Aim of the task:
Locate the line with "pub use sink::TelemetrySink;" in the material. Copy that line and each one after it, through the last, exactly and with nothing else.

Input:
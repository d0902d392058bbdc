pub mod callback;
pub mod collector;
pub mod sink;
pub mod tracing_sink;
pub mod webhook;

pub use callback::{CompositeSink, FnSink};
pub use collector::BufferedCollector;
pub use sink::TelemetrySink;
pub use tracing_sink::TracingSink;
pub use webhook::WebhookSink;
use serde::{Deserialize, Serialize};

fn default_provider_id() -> String {
    "mock".to_string()
}

fn default_retention_days() -> u32 {
    30
}

/// Engine settings that can come from a settings file
#[derive(Debug, Clone, PartialEq, Eq, Serialize, Deserialize)]
pub struct EngineConfig {
    /// Provider used when a send request does not name one
    #[serde(default = "default_provider_id")]
    pub default_provider_id: String,

    /// Threads idle for longer than this are removed by retention
    #[serde(default = "default_retention_days")]
    pub retention_days: u32,
}

impl Default for EngineConfig {
    fn default() -> Self {
        Self {
            default_provider_id: default_provider_id(),
            retention_days: default_retention_days(),
        }
    }
}

impl EngineConfig {
    pub fn new(default_provider_id: impl Into<String>) -> Self {
        Self {
            default_provider_id: default_provider_id.into(),
            ..Self::default()
        }
    }

    pub fn with_retention_days(mut self, days: u32) -> Self {
        self.retention_days = days;
        self
    }
}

Answer for this exercise:
pub use sink::TelemetrySink;
pub use tracing_sink::TracingSink;
pub use webhook::WebhookSink;
use serde::{Deserialize, Serialize};

fn default_provider_id() -> String {
    "mock".to_string()
}

fn default_retention_days() -> u32 {
    30
}

/// Engine settings that can come from a settings file
#[derive(Debug, Clone, PartialEq, Eq, Serialize, Deserialize)]
pub struct EngineConfig {
    /// Provider used when a send request does not name one
    #[serde(default = "default_provider_id")]
    pub default_provider_id: String,

    /// Threads idle for longer than this are removed by retention
    #[serde(default = "default_retention_days")]
    pub retention_days: u32,
}

impl Default for EngineConfig {
    fn default() -> Self {
        Self {
            default_provider_id: default_provider_id(),
            retention_days: default_retention_days(),
        }
    }
}

impl EngineConfig {
    pub fn new(default_provider_id: impl Into<String>) -> Self {
        Self {
            default_provider_id: default_provider_id.into(),
            ..Self::default()
        }
    }

    pub fn with_retention_days(mut self, days: u32) -> Self {
        self.retention_days = days;
        self
    }
}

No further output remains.